• **Your task**:
What you produce should be every line from the data that includes "step".

• **Recorded data**:
//! Baseline offset estimation.
//!
//! Two strategies share one state machine ([`CalibrationStrategy`]):
//!
//! - **Automatic** (armed by default): passively averages the first
//!   `ceil(sample_rate_hz)` samples with both channels finite, then commits.
//! - **Manual**: averages every finite sample pair between
//!   [`CalibrationManager::start_manual`] and
//!   [`CalibrationManager::finish_manual`]. Starting a manual calibration
//!   disarms the automatic one for good, even if nothing ends up committed.
//!
//! At most one commit happens per lifetime; a fresh manager is needed to
//! calibrate again.

use tracing::{debug, warn};

use crate::config::EvaluatorConfig;

/// Offsets subtracted from the raw channels before unwrapping (degrees).
#[derive(Debug, Clone, Copy, Default, PartialEq)]
#[cfg_attr(feature = "serde", derive(serde::Serialize, serde::Deserialize))]
pub struct Offsets {
    /// Elbow-angle proxy offset.
    pub elbow: f64,
    /// Upper-arm pitch offset.
    pub upper_arm: f64,
}

/// Which strategy produced the committed offsets.
#[derive(Debug, Clone, Copy, PartialEq, Eq)]
#[cfg_attr(feature = "serde", derive(serde::Serialize, serde::Deserialize))]
pub enum CalibrationSource {
    /// Explicit start/finish averaging.
    Manual,
    /// Passive first-second averaging.
    Automatic,
}

/// Running per-channel sums of raw sample pairs.
#[derive(Debug, Clone, Copy, Default, PartialEq)]
pub struct OffsetAccumulator {
    elbow_sum: f64,
    upper_arm_sum: f64,
    count: usize,
}

impl OffsetAccumulator {
    /// Add one raw sample pair.
    pub fn push(&mut self, elbow: f64, upper_arm: f64) {
        self.elbow_sum += elbow;
        self.upper_arm_sum += upper_arm;
        self.count += 1;
    }

    /// Number of pairs accumulated.
    #[must_use]
    pub const fn len(&self) -> usize {
        self.count
    }

    /// Whether no pair has been accumulated.
    #[must_use]
    pub const fn is_empty(&self) -> bool {
        self.count == 0
    }

    /// Per-channel arithmetic mean, `None` when empty.
    #[must_use]
    pub fn mean(&self) -> Option<Offsets> {
        if self.count == 0 {
            return None;
        }
        let n = self.count as f64;
        Some(Offsets {
            elbow: self.elbow_sum / n,
            upper_arm: self.upper_arm_sum / n,
        })
    }
}

/// Calibration state machine.
#[derive(Debug, Clone, PartialEq)]
pub enum CalibrationStrategy {
    /// Passively averaging until `target` pairs are seen.
    Automatic {
        accumulator: OffsetAccumulator,
        target: usize,
    },
    /// Averaging between explicit start and finish.
    Manual { accumulator: OffsetAccumulator },
    /// Nothing armed and nothing committed.
    Idle,
    /// Offsets committed; no further calibration.
    Committed { source: CalibrationSource },
}

/// Owns the offsets and the strategy that produces them.
#[derive(Debug, Clone, PartialEq)]
pub struct CalibrationManager {
    strategy: CalibrationStrategy,
    offsets: Offsets,
}

impl CalibrationManager {
    /// Create a manager with zero offsets, automatic calibration armed if
    /// the configuration asks for it.
    #[must_use]
    pub fn new(config: &EvaluatorConfig) -> Self {
        let strategy = if config.auto_calibration {
            CalibrationStrategy::Automatic {
                accumulator: OffsetAccumulator::default(),
                target: config.auto_calibration_samples(),
            }
        } else {
            CalibrationStrategy::Idle
        };
        Self {
            strategy,
            offsets: Offsets::default(),
        }
    }

    /// Feed one packet's raw readings.
    ///
    /// Only pairs with both channels finite are collected. Returns the source
    /// when this sample completed an automatic calibration.
    pub fn observe(
        &mut self,
        elbow_raw: Option<f64>,
        upper_arm_raw: Option<f64>,
    ) -> Option<CalibrationSource> {
        let (elbow, upper_arm) = match (elbow_raw, upper_arm_raw) {
            (Some(e), Some(u)) if e.is_finite() && u.is_finite() => (e, u),
            _ => return None,
        };

        match &mut self.strategy {
            CalibrationStrategy::Manual { accumulator } => {
                accumulator.push(elbow, upper_arm);
                None
            }
            CalibrationStrategy::Automatic {
                accumulator,
                target,
            } => {
                accumulator.push(elbow, upper_arm);
                if accumulator.len() < *target {
                    return None;
                }
                let mean = accumulator.mean()?;
                self.commit(mean, CalibrationSource::Automatic);
                Some(CalibrationSource::Automatic)
            }
            CalibrationStrategy::Idle | CalibrationStrategy::Committed { .. } => None,
        }
    }

    /// Begin (or restart) manual sample collection.
    ///
    /// Disarms automatic calibration. Ignored once offsets are committed.
    pub fn start_manual(&mut self) {
        if let CalibrationStrategy::Committed { source } = self.strategy {
            warn!(?source, "calibration already committed, ignoring manual start");
            return;
        }
        debug!("manual calibration started");
        self.strategy = CalibrationStrategy::Manual {
            accumulator: OffsetAccumulator::default(),
        };
    }

    /// Finish manual collection, committing the mean if any pair was seen.
    ///
    /// With an empty collection the offsets stay as they are, but automatic
    /// calibration remains disarmed. Returns whether a commit happened.
    pub fn finish_manual(&mut self) -> bool {
        let CalibrationStrategy::Manual { accumulator } = &self.strategy else {
            debug!("manual calibration finish without start, ignoring");
            return false;
        };

        match accumulator.mean() {
            Some(mean) => {
                self.commit(mean, CalibrationSource::Manual);
                true
            }
            None => {
                debug!("manual calibration finished with no samples");
                self.strategy = CalibrationStrategy::Idle;
                false
            }
        }
    }

    fn commit(&mut self, offsets: Offsets, source: CalibrationSource) {
        debug!(
            ?source,
            elbow = offsets.elbow,
            upper_arm = offsets.upper_arm,
            "calibration committed"
        );
        self.offsets = offsets;
        self.strategy = CalibrationStrategy::Committed { source };
    }

    /// Current offsets (zero until a commit).
    #[must_use]
    pub const fn offsets(&self) -> Offsets {
        self.offsets
    }

    /// Current strategy state.
    #[must_use]
    pub const fn strategy(&self) -> &CalibrationStrategy {
        &self.strategy
    }

    /// Whether offsets have been committed.
    #[must_use]
    pub const fn is_committed(&self) -> bool {
        matches!(self.strategy, CalibrationStrategy::Committed { .. })
    }

    /// Whether a manual collection is in progress.
    #[must_use]
    pub const fn is_manual_in_progress(&self) -> bool {
        matches!(self.strategy, CalibrationStrategy::Manual { .. })
    }
}
//! Inter-sample time reconstruction from a wrapping sequence counter.
//!
//! The sensor stamps each packet with a 16-bit counter instead of a clock.
//! The forward distance between consecutive counters, times the nominal
//! sample period, gives the elapsed time, so dropped packets widen `dt`
//! instead of inflating derivatives. The result is clamped so a long gap or
//! a duplicated counter never produces a degenerate time step.

use tracing::trace;

use crate::config::EvaluatorConfig;

/// Counter modulus of the 16-bit sequence number.
pub const SEQ_MODULUS: u32 = 1 << 16;

/// Forward distance from `last` to `seq` across wraparound.
///
/// A distance of zero (repeated counter) is reported as one so time always
/// moves forward.
///
/// # Example
///
/// ```
/// use rep_quality::timing::sequence_distance;
///
/// assert_eq!(sequence_distance(65535, 2), 3);
/// assert_eq!(sequence_distance(10, 10), 1);
/// ```
#[inline]
#[must_use]
pub fn sequence_distance(last: u16, seq: u16) -> u32 {
    let distance = (u32::from(seq) + SEQ_MODULUS - u32::from(last)) % SEQ_MODULUS;
    distance.max(1)
}

/// Converts sequence counters into a bounded time step.
#[derive(Debug, Clone, PartialEq)]
pub struct TimingReconstructor {
    nominal_period_s: f64,
    dt_min_s: f64,
    dt_max_s: f64,
    last_seq: Option<u16>,
    last_dt_s: f64,
}

impl TimingReconstructor {
    /// Create a reconstructor from the evaluator configuration.
    #[must_use]
    pub fn new(config: &EvaluatorConfig) -> Self {
        let nominal_period_s = config.nominal_period_s();
        Self {
            nominal_period_s,
            dt_min_s: config.dt_min_s,
            dt_max_s: config.dt_max_s,
            last_seq: None,
            last_dt_s: nominal_period_s.clamp(config.dt_min_s, config.dt_max_s),
        }
    }

    /// Advance by one packet and return its `dt` in seconds.
    ///
    /// A packet without a counter, or the first counter seen, counts as one
    /// nominal period. Packets without a counter do not move the reference.
    pub fn advance(&mut self, seq: Option<u16>) -> f64 {
        let distance = match (self.last_seq, seq) {
            (Some(last), Some(seq)) => sequence_distance(last, seq),
            _ => 1,
        };
        if seq.is_some() {
            self.last_seq = seq;
        }

        let dt = (f64::from(distance) * self.nominal_period_s).clamp(self.dt_min_s, self.dt_max_s);
        if distance > 1 {
            trace!(distance, dt, "sequence gap");
        }
        self.last_dt_s = dt;
        dt
    }

    /// Most recent `dt` (nominal period before any packet).
    #[must_use]
    pub const fn last_dt(&self) -> f64 {
        self.last_dt_s
    }

    /// Most recent sequence counter.
    #[must_use]
    pub const fn last_seq(&self) -> Option<u16> {
        self.last_seq
    }
}

#[cfg(test)]
mod tests {
    use super::*;
    use approx::assert_relative_eq;

    fn timing() -> TimingReconstructor {
        TimingReconstructor::new(&EvaluatorConfig::default())
    }

    #[test]
    fn test_distance_wraps() {
        assert_eq!(sequence_distance(65535, 2), 3);
        assert_eq!(sequence_distance(65535, 0), 1);
        assert_eq!(sequence_distance(100, 105), 5);
    }

    #[test]
    fn test_zero_distance_is_one() {
        assert_eq!(sequence_distance(0, 0), 1);
        assert_eq!(sequence_distance(4242, 4242), 1);
    }

    #[test]
    fn test_backwards_counter_is_a_long_forward_gap() {
        assert_eq!(sequence_distance(5, 4), 65535);
    }

    #[test]
    fn test_first_packet_is_nominal() {
        let mut t = timing();
        assert_relative_eq!(t.advance(Some(900)), 0.02);
        assert_eq!(t.last_seq(), Some(900));
    }

    #[test]
    fn test_gap_scales_dt() {
        let mut t = timing();
        t.advance(Some(65534));
        // 65534 -> 1 is three periods
        assert_relative_eq!(t.advance(Some(1)), 0.06);
    }

    #[test]
    fn test_dt_is_clamped() {
        let mut t = timing();
        t.advance(Some(0));
        assert_relative_eq!(t.advance(Some(50)), 0.1);

        let config = EvaluatorConfig::default().with_sample_rate(5000.0);
        let mut fast = TimingReconstructor::new(&config);
        assert_relative_eq!(fast.advance(Some(1)), 0.001);
    }

    #[test]
    fn test_missing_seq_keeps_reference() {
        let mut t = timing();
        t.advance(Some(10));
        assert_relative_eq!(t.advance(None), 0.02);
        assert_eq!(t.last_seq(), Some(10));
        assert_relative_eq!(t.advance(Some(12)), 0.04);
    }

    #[test]
    fn test_repeated_seq_moves_forward() {
        let mut t = timing();
        t.advance(Some(7));
        assert_relative_eq!(t.advance(Some(7)), 0.02);
        assert_relative_eq!(t.last_dt(), 0.02);
    }
}
//! Configuration for the streaming evaluator.
//!
//! This module provides the [`EvaluatorConfig`] struct which centralizes the
//! tunable parameters of the filter chain, timing reconstruction and
//! calibration, along with presets for common sensor rates.
//!
//! # Example
//!
//! ```
//! use rep_quality::EvaluatorConfig;
//!
//! // Use default configuration (50 Hz, alpha 0.2)
//! let config = EvaluatorConfig::default();
//!
//! // Use a preset and tweak it
//! let fast = EvaluatorConfig::wrist_imu().with_alpha(0.3);
//! assert!(fast.validate().is_ok());
//! ```

#[cfg(feature = "serde")]
use serde::{Deserialize, Serialize};

use crate::error::{EvaluatorError, Result};

/// Default nominal sample rate of the joint-angle stream.
pub const DEFAULT_SAMPLE_RATE_HZ: f64 = 50.0;

/// Default one-pole smoothing coefficient for every stage.
pub const DEFAULT_ALPHA: f64 = 0.2;

/// Lower clamp for the reconstructed inter-sample time (seconds).
pub const DEFAULT_DT_MIN_S: f64 = 0.001;

/// Upper clamp for the reconstructed inter-sample time (seconds).
pub const DEFAULT_DT_MAX_S: f64 = 0.1;

/// Configuration for the evaluator.
///
/// # Smoothing
///
/// - `angle_alpha`: smoothing of the unwrapped angle.
/// - `velocity_alpha`: smoothing of the angle derivative.
/// - `jerk_alpha`: smoothing of the velocity derivative (elbow only).
///
/// # Timing
///
/// `dt` is derived from sequence-number distance times `1 / sample_rate_hz`,
/// then clamped into `[dt_min_s, dt_max_s]`.
#[derive(Debug, Clone, PartialEq)]
#[cfg_attr(feature = "serde", derive(Serialize, Deserialize))]
#[cfg_attr(feature = "serde", serde(default))]
pub struct EvaluatorConfig {
    /// Nominal sample rate (Hz). Also sets the automatic calibration window:
    /// `ceil(sample_rate_hz)` samples, about one second of data.
    pub sample_rate_hz: f64,

    /// One-pole coefficient for angle smoothing.
    pub angle_alpha: f64,

    /// One-pole coefficient for velocity smoothing.
    pub velocity_alpha: f64,

    /// One-pole coefficient for jerk smoothing.
    pub jerk_alpha: f64,

    /// Minimum reconstructed dt (seconds).
    pub dt_min_s: f64,

    /// Maximum reconstructed dt (seconds).
    pub dt_max_s: f64,

    /// Percentile (0-100) used for the jerk smoothness score.
    pub jerk_percentile: f64,

    /// Floor applied to ROM before dividing sway by it (degrees).
    pub rom_floor_deg: f64,

    /// Whether passive first-second calibration is armed at start.
    pub auto_calibration: bool,
}

impl Default for EvaluatorConfig {
    fn default() -> Self {
        Self {
            sample_rate_hz: DEFAULT_SAMPLE_RATE_HZ,
            angle_alpha: DEFAULT_ALPHA,
            velocity_alpha: DEFAULT_ALPHA,
            jerk_alpha: DEFAULT_ALPHA,
            dt_min_s: DEFAULT_DT_MIN_S,
            dt_max_s: DEFAULT_DT_MAX_S,
            jerk_percentile: 95.0,
            rom_floor_deg: 1e-6,
            auto_calibration: true,
        }
    }
}

impl EvaluatorConfig {
    /// Create a new configuration with default values.
    #[must_use]
    pub fn new() -> Self {
        Self::default()
    }

    /// Validate the configuration.
    ///
    /// # Errors
    ///
    /// Returns an error if any parameter is out of valid range.
    pub fn validate(&self) -> Result<()> {
        if !(self.sample_rate_hz.is_finite() && self.sample_rate_hz > 0.0) {
            return Err(EvaluatorError::invalid_config(
                "sample_rate_hz must be positive",
            ));
        }
        for (name, alpha) in [
            ("angle_alpha", self.angle_alpha),
            ("velocity_alpha", self.velocity_alpha),
            ("jerk_alpha", self.jerk_alpha),
        ] {
            if !(alpha > 0.0 && alpha <= 1.0) {
                return Err(EvaluatorError::invalid_config(format!(
                    "{name} must be in (0, 1]"
                )));
            }
        }
        if !(self.dt_min_s > 0.0) {
            return Err(EvaluatorError::invalid_config("dt_min_s must be positive"));
        }
        if !(self.dt_max_s >= self.dt_min_s) {
            return Err(EvaluatorError::invalid_config(
                "dt_max_s must be >= dt_min_s",
            ));
        }
        if !(0.0..=100.0).contains(&self.jerk_percentile) {
            return Err(EvaluatorError::invalid_config(
                "jerk_percentile must be in [0, 100]",
            ));
        }
        if !(self.rom_floor_deg > 0.0) {
            return Err(EvaluatorError::invalid_config(
                "rom_floor_deg must be positive",
            ));
        }
        Ok(())
    }

    /// Preset for wrist-mounted IMUs streaming at 100 Hz.
    #[must_use]
    pub fn wrist_imu() -> Self {
        Self {
            sample_rate_hz: 100.0,
            ..Self::default()
        }
    }

    /// Preset for throttled links streaming at 25 Hz.
    ///
    /// Lighter smoothing keeps the lag comparable to the 50 Hz default.
    #[must_use]
    pub fn low_rate() -> Self {
        Self {
            sample_rate_hz: 25.0,
            angle_alpha: 0.35,
            velocity_alpha: 0.35,
            jerk_alpha: 0.35,
            ..Self::default()
        }
    }

    /// Nominal sample period (seconds).
    #[must_use]
    pub fn nominal_period_s(&self) -> f64 {
        1.0 / self.sample_rate_hz
    }

    /// Number of finite samples the automatic calibration averages.
    #[must_use]
    pub fn auto_calibration_samples(&self) -> usize {
        (self.sample_rate_hz.ceil() as usize).max(1)
    }

    /// Set the nominal sample rate.
    #[must_use]
    pub const fn with_sample_rate(mut self, sample_rate_hz: f64) -> Self {
        self.sample_rate_hz = sample_rate_hz;
        self
    }

    /// Set the same smoothing coefficient on every stage.
    #[must_use]
    pub const fn with_alpha(mut self, alpha: f64) -> Self {
        self.angle_alpha = alpha;
        self.velocity_alpha = alpha;
        self.jerk_alpha = alpha;
        self
    }

    /// Set the dt clamp range.
    #[must_use]
    pub const fn with_dt_bounds(mut self, dt_min_s: f64, dt_max_s: f64) -> Self {
        self.dt_min_s = dt_min_s;
        self.dt_max_s = dt_max_s;
        self
    }

    /// Enable/disable passive automatic calibration.
    #[must_use]
    pub const fn with_auto_calibration(mut self, enabled: bool) -> Self {
        self.auto_calibration = enabled;
        self
    }
}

• **Expected answer**:
//! a duplicated counter never produces a degenerate time step.
/// Converts sequence counters into a bounded time step.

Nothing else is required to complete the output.